**DATASET ENTRIES:**
○ ○ ○ ○ ○ ○ ○

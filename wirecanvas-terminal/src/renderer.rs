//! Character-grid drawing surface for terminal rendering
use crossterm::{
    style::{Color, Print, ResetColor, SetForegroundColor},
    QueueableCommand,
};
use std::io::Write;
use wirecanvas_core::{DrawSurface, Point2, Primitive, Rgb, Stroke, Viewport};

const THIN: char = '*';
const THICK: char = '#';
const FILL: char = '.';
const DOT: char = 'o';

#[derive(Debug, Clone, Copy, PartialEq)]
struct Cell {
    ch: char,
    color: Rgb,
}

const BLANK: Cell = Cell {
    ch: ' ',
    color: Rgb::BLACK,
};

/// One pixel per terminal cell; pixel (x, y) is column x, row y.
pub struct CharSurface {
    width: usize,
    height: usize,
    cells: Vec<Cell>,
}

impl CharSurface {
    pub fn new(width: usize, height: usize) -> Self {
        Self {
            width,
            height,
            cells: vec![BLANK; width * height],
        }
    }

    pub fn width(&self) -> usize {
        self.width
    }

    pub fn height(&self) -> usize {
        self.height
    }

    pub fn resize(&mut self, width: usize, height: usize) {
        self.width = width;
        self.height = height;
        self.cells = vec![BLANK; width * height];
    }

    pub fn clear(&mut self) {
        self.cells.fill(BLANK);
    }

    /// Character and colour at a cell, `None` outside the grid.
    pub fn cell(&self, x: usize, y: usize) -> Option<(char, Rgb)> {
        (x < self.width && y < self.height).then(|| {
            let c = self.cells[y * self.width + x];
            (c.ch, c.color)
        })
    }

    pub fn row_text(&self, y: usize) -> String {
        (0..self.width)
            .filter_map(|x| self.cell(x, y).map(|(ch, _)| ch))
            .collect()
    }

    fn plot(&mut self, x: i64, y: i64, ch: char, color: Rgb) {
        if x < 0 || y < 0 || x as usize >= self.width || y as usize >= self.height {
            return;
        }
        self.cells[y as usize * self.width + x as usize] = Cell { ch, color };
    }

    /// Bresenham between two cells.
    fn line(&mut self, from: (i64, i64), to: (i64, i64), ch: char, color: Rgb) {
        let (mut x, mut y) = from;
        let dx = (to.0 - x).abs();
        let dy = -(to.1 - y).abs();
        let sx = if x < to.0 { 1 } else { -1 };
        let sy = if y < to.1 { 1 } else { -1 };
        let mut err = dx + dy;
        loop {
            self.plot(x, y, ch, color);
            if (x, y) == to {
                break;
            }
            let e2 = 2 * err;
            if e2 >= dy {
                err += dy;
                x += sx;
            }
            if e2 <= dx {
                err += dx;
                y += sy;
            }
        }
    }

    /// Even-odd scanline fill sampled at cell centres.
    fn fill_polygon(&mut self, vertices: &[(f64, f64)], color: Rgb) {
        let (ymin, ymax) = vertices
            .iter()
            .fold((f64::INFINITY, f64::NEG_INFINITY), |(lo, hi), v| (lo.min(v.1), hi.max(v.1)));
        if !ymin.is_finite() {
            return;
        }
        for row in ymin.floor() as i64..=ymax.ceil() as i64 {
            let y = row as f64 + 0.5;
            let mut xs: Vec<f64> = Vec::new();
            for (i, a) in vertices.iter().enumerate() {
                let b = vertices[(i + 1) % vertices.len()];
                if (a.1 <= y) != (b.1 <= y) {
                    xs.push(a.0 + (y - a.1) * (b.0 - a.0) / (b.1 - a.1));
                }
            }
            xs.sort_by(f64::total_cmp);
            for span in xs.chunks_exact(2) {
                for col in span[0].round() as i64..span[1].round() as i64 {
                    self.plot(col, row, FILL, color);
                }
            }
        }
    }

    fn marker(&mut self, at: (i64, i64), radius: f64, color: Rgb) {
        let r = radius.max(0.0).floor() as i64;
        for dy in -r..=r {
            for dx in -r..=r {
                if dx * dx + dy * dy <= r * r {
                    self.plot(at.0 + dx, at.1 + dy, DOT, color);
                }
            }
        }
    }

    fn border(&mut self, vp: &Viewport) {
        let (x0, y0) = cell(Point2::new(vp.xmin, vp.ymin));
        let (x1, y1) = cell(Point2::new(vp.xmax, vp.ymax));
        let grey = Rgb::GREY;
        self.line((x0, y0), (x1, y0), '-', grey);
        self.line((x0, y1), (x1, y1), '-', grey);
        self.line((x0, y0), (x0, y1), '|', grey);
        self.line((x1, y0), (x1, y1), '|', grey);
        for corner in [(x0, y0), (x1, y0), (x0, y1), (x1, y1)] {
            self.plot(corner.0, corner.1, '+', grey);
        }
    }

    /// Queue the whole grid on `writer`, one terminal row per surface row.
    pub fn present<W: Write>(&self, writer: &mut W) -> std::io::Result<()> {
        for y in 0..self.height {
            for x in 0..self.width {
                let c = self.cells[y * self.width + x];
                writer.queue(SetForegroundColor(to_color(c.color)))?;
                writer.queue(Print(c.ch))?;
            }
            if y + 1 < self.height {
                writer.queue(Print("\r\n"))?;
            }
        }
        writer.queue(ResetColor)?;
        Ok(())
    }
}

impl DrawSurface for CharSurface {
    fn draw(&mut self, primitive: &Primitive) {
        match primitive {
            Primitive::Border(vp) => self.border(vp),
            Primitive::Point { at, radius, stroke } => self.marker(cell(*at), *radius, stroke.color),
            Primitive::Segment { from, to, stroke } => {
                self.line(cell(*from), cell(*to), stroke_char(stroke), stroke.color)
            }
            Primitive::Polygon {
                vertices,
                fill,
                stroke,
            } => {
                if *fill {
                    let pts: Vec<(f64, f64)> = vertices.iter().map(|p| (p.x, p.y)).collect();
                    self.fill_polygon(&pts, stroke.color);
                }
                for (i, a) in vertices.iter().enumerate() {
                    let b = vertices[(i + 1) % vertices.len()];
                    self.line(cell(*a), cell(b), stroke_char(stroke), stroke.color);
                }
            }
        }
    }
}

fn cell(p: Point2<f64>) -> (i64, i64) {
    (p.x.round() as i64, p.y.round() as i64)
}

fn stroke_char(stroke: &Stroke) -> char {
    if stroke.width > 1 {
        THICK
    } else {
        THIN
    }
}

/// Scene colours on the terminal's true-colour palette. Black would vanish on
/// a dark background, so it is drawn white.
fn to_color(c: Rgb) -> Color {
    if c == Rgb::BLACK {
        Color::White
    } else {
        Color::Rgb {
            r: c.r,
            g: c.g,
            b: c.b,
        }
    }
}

○ ○ ○ ○ ○ ○ ○

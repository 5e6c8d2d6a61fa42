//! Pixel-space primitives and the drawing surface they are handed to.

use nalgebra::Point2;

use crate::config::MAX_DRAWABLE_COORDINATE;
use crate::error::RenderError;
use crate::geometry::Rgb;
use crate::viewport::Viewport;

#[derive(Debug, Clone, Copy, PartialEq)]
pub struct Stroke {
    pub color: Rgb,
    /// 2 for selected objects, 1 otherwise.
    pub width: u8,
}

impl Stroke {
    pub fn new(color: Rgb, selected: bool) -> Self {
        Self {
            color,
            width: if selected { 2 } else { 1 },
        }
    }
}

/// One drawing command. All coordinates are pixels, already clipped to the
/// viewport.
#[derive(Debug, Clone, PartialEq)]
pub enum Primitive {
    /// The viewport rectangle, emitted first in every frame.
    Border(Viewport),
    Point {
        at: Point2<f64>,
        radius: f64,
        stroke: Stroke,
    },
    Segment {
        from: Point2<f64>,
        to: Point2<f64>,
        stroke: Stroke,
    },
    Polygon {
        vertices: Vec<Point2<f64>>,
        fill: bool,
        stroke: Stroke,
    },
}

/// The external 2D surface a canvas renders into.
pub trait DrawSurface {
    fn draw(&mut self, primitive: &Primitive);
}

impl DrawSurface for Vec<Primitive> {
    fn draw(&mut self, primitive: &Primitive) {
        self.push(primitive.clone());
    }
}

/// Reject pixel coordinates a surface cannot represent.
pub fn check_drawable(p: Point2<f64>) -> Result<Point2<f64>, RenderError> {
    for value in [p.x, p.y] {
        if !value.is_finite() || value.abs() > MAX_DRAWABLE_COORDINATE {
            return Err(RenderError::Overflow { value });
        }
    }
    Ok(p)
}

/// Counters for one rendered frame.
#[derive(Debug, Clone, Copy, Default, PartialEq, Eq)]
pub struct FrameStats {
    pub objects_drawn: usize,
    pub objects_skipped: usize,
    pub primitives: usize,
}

○ ○ ○ ○ ○ ○ ○

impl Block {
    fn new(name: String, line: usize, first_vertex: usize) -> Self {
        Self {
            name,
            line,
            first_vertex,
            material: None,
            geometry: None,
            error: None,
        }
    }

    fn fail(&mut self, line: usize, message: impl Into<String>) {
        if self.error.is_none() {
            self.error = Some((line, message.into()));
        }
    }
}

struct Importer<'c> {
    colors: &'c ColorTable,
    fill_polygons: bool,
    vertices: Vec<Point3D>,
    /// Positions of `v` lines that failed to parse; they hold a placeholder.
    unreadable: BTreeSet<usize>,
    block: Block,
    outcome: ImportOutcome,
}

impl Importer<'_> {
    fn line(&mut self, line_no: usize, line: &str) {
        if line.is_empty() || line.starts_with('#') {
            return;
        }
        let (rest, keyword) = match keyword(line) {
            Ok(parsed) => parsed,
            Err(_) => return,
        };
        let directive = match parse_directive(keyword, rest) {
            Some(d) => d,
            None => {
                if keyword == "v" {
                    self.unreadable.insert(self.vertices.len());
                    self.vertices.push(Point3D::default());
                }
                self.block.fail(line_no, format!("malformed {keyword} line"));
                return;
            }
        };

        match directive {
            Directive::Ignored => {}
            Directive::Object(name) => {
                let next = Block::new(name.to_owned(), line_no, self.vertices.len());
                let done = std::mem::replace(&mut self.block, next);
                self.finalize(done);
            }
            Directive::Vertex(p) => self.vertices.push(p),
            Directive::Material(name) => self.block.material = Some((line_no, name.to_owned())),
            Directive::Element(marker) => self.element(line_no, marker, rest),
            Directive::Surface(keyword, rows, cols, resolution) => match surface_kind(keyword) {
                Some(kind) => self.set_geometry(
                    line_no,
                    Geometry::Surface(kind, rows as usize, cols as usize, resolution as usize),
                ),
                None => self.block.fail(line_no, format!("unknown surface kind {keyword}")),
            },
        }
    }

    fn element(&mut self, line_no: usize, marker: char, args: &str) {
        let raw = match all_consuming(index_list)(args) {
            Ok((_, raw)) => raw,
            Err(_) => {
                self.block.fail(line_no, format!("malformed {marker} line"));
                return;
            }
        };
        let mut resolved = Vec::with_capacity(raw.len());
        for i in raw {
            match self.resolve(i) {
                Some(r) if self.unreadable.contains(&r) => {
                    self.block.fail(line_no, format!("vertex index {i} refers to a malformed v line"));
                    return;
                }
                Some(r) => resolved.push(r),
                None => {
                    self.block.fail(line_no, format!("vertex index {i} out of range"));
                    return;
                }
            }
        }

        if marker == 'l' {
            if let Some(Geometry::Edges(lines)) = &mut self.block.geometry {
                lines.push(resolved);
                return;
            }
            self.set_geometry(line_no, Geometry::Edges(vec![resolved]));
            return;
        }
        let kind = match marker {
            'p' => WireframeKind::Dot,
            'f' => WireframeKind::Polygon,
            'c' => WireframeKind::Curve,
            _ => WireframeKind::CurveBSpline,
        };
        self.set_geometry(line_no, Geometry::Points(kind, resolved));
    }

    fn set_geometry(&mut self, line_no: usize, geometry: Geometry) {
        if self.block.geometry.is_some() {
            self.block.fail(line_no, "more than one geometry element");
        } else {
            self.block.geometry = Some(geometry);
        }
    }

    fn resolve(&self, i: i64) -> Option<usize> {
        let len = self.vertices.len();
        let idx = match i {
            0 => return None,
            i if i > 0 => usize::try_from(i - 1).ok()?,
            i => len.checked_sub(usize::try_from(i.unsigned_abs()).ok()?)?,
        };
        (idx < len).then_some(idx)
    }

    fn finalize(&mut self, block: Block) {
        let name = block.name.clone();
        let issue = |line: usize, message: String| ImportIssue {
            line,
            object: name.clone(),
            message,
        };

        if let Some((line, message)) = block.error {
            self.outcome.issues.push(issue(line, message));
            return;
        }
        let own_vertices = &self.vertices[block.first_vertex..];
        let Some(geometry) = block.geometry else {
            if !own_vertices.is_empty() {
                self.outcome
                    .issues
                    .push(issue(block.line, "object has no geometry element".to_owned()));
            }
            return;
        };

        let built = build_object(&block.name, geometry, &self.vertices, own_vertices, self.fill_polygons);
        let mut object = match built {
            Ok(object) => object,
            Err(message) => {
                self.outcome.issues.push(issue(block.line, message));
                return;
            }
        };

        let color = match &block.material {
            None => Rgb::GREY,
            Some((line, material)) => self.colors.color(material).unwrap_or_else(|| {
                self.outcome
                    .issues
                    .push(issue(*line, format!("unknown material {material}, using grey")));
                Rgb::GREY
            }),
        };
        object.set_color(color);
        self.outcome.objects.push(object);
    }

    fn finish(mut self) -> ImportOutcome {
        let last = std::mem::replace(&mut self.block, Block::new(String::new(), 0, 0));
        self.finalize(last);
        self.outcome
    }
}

○ ○ ○ ○ ○ ○ ○

**EXERCISE DETAILS:** A verbatim transcription is needed of the lines above, starting at the line with "self.cells[y as usize" and ending at the line with "v| (lo.min(v.1), hi.max(v.1)));", both included, and of nothing else.

**EXERCISE SOLUTION:**
        self.cells[y as usize * self.width + x as usize] = Cell { ch, color };
    }

    /// Bresenham between two cells.
    fn line(&mut self, from: (i64, i64), to: (i64, i64), ch: char, color: Rgb) {
        let (mut x, mut y) = from;
        let dx = (to.0 - x).abs();
        let dy = -(to.1 - y).abs();
        let sx = if x < to.0 { 1 } else { -1 };
        let sy = if y < to.1 { 1 } else { -1 };
        let mut err = dx + dy;
        loop {
            self.plot(x, y, ch, color);
            if (x, y) == to {
                break;
            }
            let e2 = 2 * err;
            if e2 >= dy {
                err += dy;
                x += sx;
            }
            if e2 <= dx {
                err += dx;
                y += sy;
            }
        }
    }

    /// Even-odd scanline fill sampled at cell centres.
    fn fill_polygon(&mut self, vertices: &[(f64, f64)], color: Rgb) {
        let (ymin, ymax) = vertices
            .iter()
            .fold((f64::INFINITY, f64::NEG_INFINITY), |(lo, hi), v| (lo.min(v.1), hi.max(v.1)));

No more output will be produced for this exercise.